Il 22 giugno l’elezione del nuovo presidente

La nota della Figc: Si è svolto oggi presso la sede della FIGC a Roma l’incontro tra il presidente Gabriele Gravina e i presidenti delle componenti federali. A inizio lavori, Gravina ha informato i massimi rappresentanti della Lega Calcio Serie A Ezio Maria Simonelli, della Lega B Paolo Bedin, della Lega Pro Matteo Marani, della Lega Nazionale Dilettanti Giancarlo Abete, dell’Associazione Italiana Calciatori Umberto Calcagno e dell’Associazione Italiana Allenatori di Calcio Renzo Ulivieri, di aver rassegnato le dimissioni dall’incarico affidatogli nel febbraio 2025 e di aver provveduto ad indire l’Assemblea Straordinaria Elettiva della FIGC per il prossimo 22 giugno a Roma. La data è stata individuata nel pieno rispetto dello Statuto federale e per garantire alla nuova governance l’espletamento della procedura d’iscrizione ai prossimi campionati professionistici.

Gravina si è dimesso

Dopo circa 30 minuti di riunione con le componenti, il presidente della Federcalcio Gabriele Gravina ha rassegnato le dimissioni. Il numero uno uscente del calcio italiano ha convocato nuove elezioni per il 22 giugno. Fino a quella data resterà in carica per l’ordinaria amministrazione.

Tutti presenti, riunione al via

Alle 14.37 Simonelli (Lega serie A) e Bedin (serie B) sono arrivati insieme in Federcalcio. La riunione delle componenti può iniziare.

Presenti Marani e Abete

Intorno alle 14.10 è arrivato il presidente della Lega Pro Matteo Marani, seguito a distanza di cinque minuti dal presidente della Lega Dilettanti Giancarlo Abete. Si attendono solo i presidenti di serie A e serie B.

Ulivieri e Calcagno i primi ad arrivare

I presidenti hanno iniziato a raggiungere via Allegri intorno alle 12.30. I primi ad arrivare sono stati Renzo Ulivieri, presidente dell’Assoallenatori, e Umberto Calcagno, alla testa dell’Assocalciatori.

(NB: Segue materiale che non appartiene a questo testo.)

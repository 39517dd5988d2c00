// Weekly order projections.
//
// This is a heuristic forecast, not a statistical model: a weekly baseline
// derived from recent monthly totals, compounded weekly growth dampened by
// market maturity, week-of-month and month-of-year seasonality, and a small
// random jitter so charts don't look machine-ruled. The RNG is a parameter:
// production callers pass a thread RNG, tests pass a seeded one.
//
// Every generated point carries `projected: true`; nothing downstream may
// treat a projected point as an observation.
use crate::config::{CityDirectory, ProjectionConfig, ALL_CITIES};
use crate::types::{MonthlyTrendPoint, ProjectionMetrics, ProjectionResult, WeeklyPoint};
use crate::util::{average, days_in_month, parse_month_key, weeks_in_month};
use chrono::{Datelike, Duration, NaiveDate};
use rand::Rng;

/// Average weeks per month used for weekly/monthly conversions.
const WEEKS_PER_MONTH: f64 = 4.3;

/// How far growth is dampened per unit of market maturity.
const MATURITY_DAMPENING: f64 = 0.15;

/// Default projection horizon.
pub const DEFAULT_WEEKS_AHEAD: usize = 52;

/// One month of history relevant to a single city (or the network total).
#[derive(Debug, Clone, PartialEq)]
pub struct HistoryPoint {
    pub name: String,
    pub month: String,
    pub orders: f64,
}

/// Extract the historical series for `city_id` from the monthly trend:
/// the `total` column for [`ALL_CITIES`], the city's own series otherwise.
/// Months with zero orders are dropped; they predate the city going live.
pub fn preprocess_historical(
    monthly: &[MonthlyTrendPoint],
    city_id: &str,
    cities: &CityDirectory,
) -> Vec<HistoryPoint> {
    let city_name = if city_id == ALL_CITIES {
        None
    } else {
        match cities.name_of(city_id) {
            Some(name) => Some(name.to_string()),
            None => return Vec::new(),
        }
    };

    monthly
        .iter()
        .filter_map(|m| {
            let orders = match &city_name {
                None => m.total as f64,
                Some(name) => m.by_city.get(name).copied().unwrap_or(0) as f64,
            };
            (orders > 0.0).then(|| HistoryPoint {
                name: m.name.clone(),
                month: m.month.clone(),
                orders,
            })
        })
        .collect()
}

/// Spread monthly totals over the weeks they contain so sparse monthly data
/// charts as a dense weekly series. This is smoothing, not aggregation:
/// weeks are linearly interpolated toward the next month, shaped by the
/// week-of-month factors, and lightly jittered.
pub fn weekly_historical_points(
    history: &[HistoryPoint],
    config: &ProjectionConfig,
    rng: &mut impl Rng,
) -> Vec<WeeklyPoint> {
    let mut weekly = Vec::new();
    if history.is_empty() {
        return weekly;
    }

    for (i, month) in history.iter().enumerate() {
        let Some(first_day) = parse_month_key(&month.month) else {
            // Unparseable bucket: keep the month as a single point rather
            // than dropping the data.
            weekly.push(WeeklyPoint {
                name: month.name.clone(),
                fullname: month.name.clone(),
                week: month.month.clone(),
                month: month.month.clone(),
                orders: month.orders.round().max(0.0) as u64,
                projected: false,
            });
            continue;
        };
        let year = first_day.year();
        let month_num = first_day.month();
        let days = days_in_month(year, month_num);
        let weeks = weeks_in_month(year, month_num);
        let next_orders = history.get(i + 1).map(|n| n.orders).unwrap_or(month.orders);

        for week in 0..weeks {
            let week_day = (week * 7 + 1).min(days);
            let Some(date) = NaiveDate::from_ymd_opt(year, month_num, week_day) else {
                continue;
            };
            let position = week as f64 / weeks as f64;
            let mut orders = if i < history.len() - 1 {
                month.orders * (1.0 - position) + next_orders * position
            } else {
                // Last month: a gentle -5%..+5% drift instead of a flat line.
                month.orders * (1.0 + (position - 0.5) * 0.1)
            };
            orders *= config.week_factor(week as usize);
            orders *= 1.0 + (rng.gen::<f64>() * 0.04 - 0.02);

            weekly.push(WeeklyPoint {
                name: date.format("%b %-d").to_string(),
                fullname: date.format("%b %-d, %Y").to_string(),
                week: date.format("%Y-%m-%d").to_string(),
                month: date.format("%Y-%m").to_string(),
                orders: (orders / weeks as f64).round().max(0.0) as u64,
                projected: false,
            });
        }
    }

    weekly
}

/// Generate the combined weekly historical + projected series for a city.
///
/// The baseline excludes months after the configured cutoff (recent months
/// are incomplete and would understate the run rate), averages what is left
/// when at least three months survive, converts to weekly via 4.3 and floors
/// at the city's configured minimum.
pub fn generate_projections(
    monthly: &[MonthlyTrendPoint],
    city_id: &str,
    weeks_ahead: usize,
    cities: &CityDirectory,
    config: &ProjectionConfig,
    today: NaiveDate,
    rng: &mut impl Rng,
) -> ProjectionResult {
    let city_name = cities.display_name(city_id).to_string();
    let history = preprocess_historical(monthly, city_id, cities);
    if history.is_empty() {
        return empty_result(city_name);
    }

    let filtered: Vec<&HistoryPoint> = history
        .iter()
        .filter(|p| match parse_month_key(&p.month) {
            Some(d) => d <= config.history_cutoff,
            None => true,
        })
        .collect();

    let Some(last) = filtered.last().copied().or_else(|| history.last()) else {
        return empty_result(city_name);
    };

    let params = config.params_for(city_id);
    let base_weekly = (last.orders / WEEKS_PER_MONTH).max(params.min_weekly_orders);
    let baseline = if filtered.len() >= 3 {
        let values: Vec<f64> = filtered.iter().map(|p| p.orders).collect();
        (average(&values) / WEEKS_PER_MONTH).max(params.min_weekly_orders)
    } else {
        base_weekly
    };

    let weekly_growth = params.yearly_growth_factor.powf(1.0 / 52.0);
    let maturity_factor = 1.0 - params.market_maturity * MATURITY_DAMPENING;
    let adjusted_growth = weekly_growth * maturity_factor;

    let mut projected = Vec::with_capacity(weeks_ahead);
    let mut current = base_weekly;
    for i in 0..weeks_ahead {
        let date = today + Duration::weeks(i as i64);
        current *= adjusted_growth;
        let week_of_month = (date.day() / 7) as usize;
        current *= config.week_factor(week_of_month) * config.month_factor(date.month0() as usize);
        current *= 1.0 + (rng.gen::<f64>() * 0.03 - 0.015);
        current = current.max(params.min_weekly_orders);

        projected.push(WeeklyPoint {
            name: date.format("%b %-d").to_string(),
            fullname: date.format("%b %-d, %Y").to_string(),
            week: date.format("%Y-%m-%d").to_string(),
            month: date.format("%Y-%m").to_string(),
            orders: current.round() as u64,
            projected: true,
        });
    }

    let weekly_historical = weekly_historical_points(&history, config, rng);

    let total_projected: u64 = projected.iter().map(|p| p.orders).sum();
    let avg_weekly = if projected.is_empty() {
        0.0
    } else {
        total_projected as f64 / projected.len() as f64
    };
    let monthly_equivalent = total_projected as f64 / WEEKS_PER_MONTH;
    let growth_percent = if baseline > 0.0 {
        (avg_weekly / baseline - 1.0) * 100.0
    } else {
        0.0
    };

    let mut combined: Vec<WeeklyPoint> = weekly_historical
        .iter()
        .cloned()
        .chain(projected.iter().cloned())
        .collect();
    combined.sort_by(|a, b| a.week.cmp(&b.week));

    ProjectionResult {
        combined,
        weekly_historical,
        projected,
        metrics: ProjectionMetrics {
            total_annual_orders: (monthly_equivalent * 12.0).round() as u64,
            average_monthly_orders: (avg_weekly * WEEKS_PER_MONTH).round() as u64,
            average_weekly_orders: avg_weekly.round() as u64,
            projected_growth_percent: growth_percent,
            city_name,
        },
    }
}

fn empty_result(city_name: String) -> ProjectionResult {
    ProjectionResult {
        metrics: ProjectionMetrics {
            city_name,
            ..ProjectionMetrics::default()
        },
        ..ProjectionResult::default()
    }
}

#[cfg(test)]
mod tests {
    use super::*;
    use rand::rngs::StdRng;
    use rand::SeedableRng;
    use std::collections::BTreeMap;

    fn monthly_fixture() -> Vec<MonthlyTrendPoint> {
        // Six months of growth for London, flat elsewhere.
        let months = [
            ("2024-04", "Apr 2024", 100u64),
            ("2024-05", "May 2024", 110),
            ("2024-06", "Jun 2024", 120),
            ("2024-07", "Jul 2024", 130),
            ("2024-08", "Aug 2024", 140),
            ("2024-09", "Sep 2024", 150),
        ];
        months
            .iter()
            .map(|(key, name, total)| {
                let mut by_city = BTreeMap::new();
                by_city.insert("London".to_string(), *total);
                by_city.insert("Ottawa".to_string(), 0);
                MonthlyTrendPoint {
                    month: key.to_string(),
                    name: name.to_string(),
                    total: *total,
                    by_city,
                }
            })
            .collect()
    }

    fn today() -> NaiveDate {
        NaiveDate::from_ymd_opt(2024, 11, 4).unwrap()
    }

    #[test]
    fn preprocess_selects_city_series_and_drops_zero_months() {
        let cities = CityDirectory::builtin();
        let monthly = monthly_fixture();
        let london = preprocess_historical(&monthly, "LYGRRATQ7EGG2", &cities);
        assert_eq!(london.len(), 6);
        assert_eq!(london[0].orders, 100.0);
        // Ottawa has only zero months, so nothing survives.
        let ottawa = preprocess_historical(&monthly, "L4NE8GPX89J3A", &cities);
        assert!(ottawa.is_empty());
        let all = preprocess_historical(&monthly, ALL_CITIES, &cities);
        assert_eq!(all[5].orders, 150.0);
    }

    #[test]
    fn every_projected_point_is_flagged_and_floored() {
        let cities = CityDirectory::builtin();
        let config = ProjectionConfig::builtin();
        let mut rng = StdRng::seed_from_u64(7);
        let result = generate_projections(
            &monthly_fixture(),
            "LYGRRATQ7EGG2",
            52,
            &cities,
            &config,
            today(),
            &mut rng,
        );
        assert_eq!(result.projected.len(), 52);
        let min = config.params_for("LYGRRATQ7EGG2").min_weekly_orders;
        for p in &result.projected {
            assert!(p.projected);
            assert!(p.orders as f64 >= min.floor());
        }
        for p in &result.weekly_historical {
            assert!(!p.projected);
        }
    }

    #[test]
    fn combined_series_is_chronological() {
        let cities = CityDirectory::builtin();
        let config = ProjectionConfig::builtin();
        let mut rng = StdRng::seed_from_u64(7);
        let result = generate_projections(
            &monthly_fixture(),
            ALL_CITIES,
            26,
            &cities,
            &config,
            today(),
            &mut rng,
        );
        let weeks: Vec<&str> = result.combined.iter().map(|p| p.week.as_str()).collect();
        let mut sorted = weeks.clone();
        sorted.sort();
        assert_eq!(weeks, sorted);
        assert_eq!(
            result.combined.len(),
            result.weekly_historical.len() + result.projected.len()
        );
    }

    #[test]
    fn seeded_rng_makes_the_projection_reproducible() {
        let cities = CityDirectory::builtin();
        let config = ProjectionConfig::builtin();
        let run = |seed: u64| {
            let mut rng = StdRng::seed_from_u64(seed);
            generate_projections(
                &monthly_fixture(),
                "LYGRRATQ7EGG2",
                52,
                &cities,
                &config,
                today(),
                &mut rng,
            )
        };
        assert_eq!(run(42), run(42));
    }

    #[test]
    fn empty_history_yields_an_empty_result() {
        let cities = CityDirectory::builtin();
        let config = ProjectionConfig::builtin();
        let mut rng = StdRng::seed_from_u64(1);
        let result =
            generate_projections(&[], ALL_CITIES, 52, &cities, &config, today(), &mut rng);
        assert!(result.combined.is_empty());
        assert_eq!(result.metrics.total_annual_orders, 0);
        assert_eq!(result.metrics.city_name, "All Cities");
    }

    #[test]
    fn growth_metrics_reflect_the_baseline() {
        let cities = CityDirectory::builtin();
        let config = ProjectionConfig::builtin();
        let mut rng = StdRng::seed_from_u64(3);
        let result = generate_projections(
            &monthly_fixture(),
            "LYGRRATQ7EGG2",
            52,
            &cities,
            &config,
            today(),
            &mut rng,
        );
        // 52 growing weeks from a ~29/week series floored at 80 must
        // average above the floored baseline.
        assert!(result.metrics.average_weekly_orders >= 80);
        assert!(result.metrics.total_annual_orders > 0);
        assert_eq!(result.metrics.city_name, "London");
    }
}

Gravina pronto a dimettersi

Le componenti si riuniscono in Federcalcio per decidere il futuro del calcio italiano. Il presidente della Figc Gabriele Gravina ha convocato per le 14.30 i presidenti di Serie A, serie B, Lega Pro, Dilettanti, calciatori e allenatori. È pronto a mettere sul piatto le sue dimissioni e a convocare nuove elezioni a 90 giorni: resterebbe fino al voto per l’ordinaria amministrazione. Un modo per scongiurare il commissariamento chiesto dal ministro per lo sport Abodi.